The new Norah Jones album.Quietly delectable. Citizen Kane, which I’ve been watching on my video iPod, to check my feeling that the operas in the standard repertoire are getting to seem a little like old movies — wonderful, but clearly from another era. I’ll have more to say about this, of course. But I thought I’d rewatch a certified Great Old Movie, to make sure that even the best old movies come off the way I thought they did. And they do.
Georgina Born’s Rationalizing Culture, an anthropological study (!) of IRCAM. And quite a detailed, serious and savage one. Does nothing to refute my feeling that musical modernism — even if it started well — ended up as something of a blight.
Quite priceless: the comments of IRCAM’s non-musical staff on IRCAM’s concerts (“But no one comes to them! And the music is terrible!”). And the detailed accounts of rampant sexism.

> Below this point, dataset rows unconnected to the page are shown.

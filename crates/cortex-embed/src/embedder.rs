//! Embedder capability
//!
//! The pool and the worker runtime depend only on this trait; any backend
//! producing fixed-dimension vectors satisfies it. The crate ships
//! [`HashEmbedder`], a deterministic hash-projection backend used by the
//! worker binary default and by tests. Model-quality backends live outside
//! the core and plug in through the same trait.

use async_trait::async_trait;
use sha2::{Digest, Sha256};

use cortex_core::ModelInfo;

use crate::error::Result;

/// Batch embedding capability.
///
/// Implementations must be `Send + Sync`; the worker runtime owns one per
/// process, the searcher holds one for query encoding.
#[async_trait]
pub trait Embedder: Send + Sync {
    /// Embed a batch of texts. The result has one vector per input, each of
    /// `model_info().dimension` finite floats, in input order.
    async fn embed_batch(&self, texts: Vec<String>) -> Result<Vec<Vec<f32>>>;

    /// Model descriptor: name, dimension, tokenizer.
    fn model_info(&self) -> ModelInfo;
}

/// Deterministic hash-projection embedder.
///
/// Tokenizes on non-alphanumeric boundaries, hashes each token into a
/// handful of dimensions and L2-normalizes. Not a semantic model: identical
/// texts embed identically, token overlap yields proportional cosine
/// similarity, and that is enough for the pipeline, the wire protocol and
/// every test to run without a model download.
#[derive(Debug, Clone)]
pub struct HashEmbedder {
    dimension: usize,
}

/// Default embedding dimension used across the index.
pub const DEFAULT_DIMENSION: usize = 384;

impl Default for HashEmbedder {
    fn default() -> Self {
        Self::new(DEFAULT_DIMENSION)
    }
}

impl HashEmbedder {
    pub fn new(dimension: usize) -> Self {
        Self {
            dimension: dimension.max(1),
        }
    }

    /// Synchronous embedding of one text.
    pub fn embed_one(&self, text: &str) -> Vec<f32> {
        let mut vector = vec![0.0f32; self.dimension];

        for token in text
            .split(|c: char| !c.is_alphanumeric() && c != '_')
            .filter(|t| !t.is_empty())
        {
            let mut hasher = Sha256::new();
            hasher.update(token.to_ascii_lowercase().as_bytes());
            let digest = hasher.finalize();

            // Each token contributes to four dimensions with signed weight.
            for pair in digest.chunks(8).take(4) {
                let idx = u32::from_le_bytes([pair[0], pair[1], pair[2], pair[3]]) as usize
                    % self.dimension;
                let sign = if pair[4] & 1 == 0 { 1.0 } else { -1.0 };
                vector[idx] += sign;
            }
        }

        let norm: f32 = vector.iter().map(|x| x * x).sum::<f32>().sqrt();
        if norm > 0.0 {
            for x in &mut vector {
                *x /= norm;
            }
        }
        vector
    }
}

#[async_trait]
impl Embedder for HashEmbedder {
    async fn embed_batch(&self, texts: Vec<String>) -> Result<Vec<Vec<f32>>> {
        Ok(texts.iter().map(|t| self.embed_one(t)).collect())
    }

    fn model_info(&self) -> ModelInfo {
        ModelInfo {
            name: format!("hash-{}", self.dimension),
            dimension: self.dimension,
            tokenizer: "whitespace-hash".to_string(),
        }
    }
}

Sheila Fitzpatrick’s Everyday Stalinism, the most vivid book I’ve ever read on life in Stalin’s Russia (and I’ve read a bunch of them). Unlike other writing on this subject, it doesn’t simply tell a tale of horrors (though of course they were there), or expose criminality and chaos.
Instead it shows what people thought about — the strutting, macho leadership, the squalor of everyday life, the strong belief (rational or not) that things were getting better. Why, for instance, did women start wearing makeup late in the 1930s? With the approval, that is, of the Communist regime. It wasn’t simply (as I’ve read elsewhere) that Stalin brought back many traits of older culture, so he could rule with more stability. There was also a belief that the revolution would make Russia more cultured — that, for instance, the peasants might start to bathe more often than once every two weeks. And once you got beyond that, what then? You might learn the names of Shakespeare’s plays — and start to dress a little better. A fascinating time, the 1930s, full of hope (and not only in Soviet Russia), even when the hope didn’t make any sense.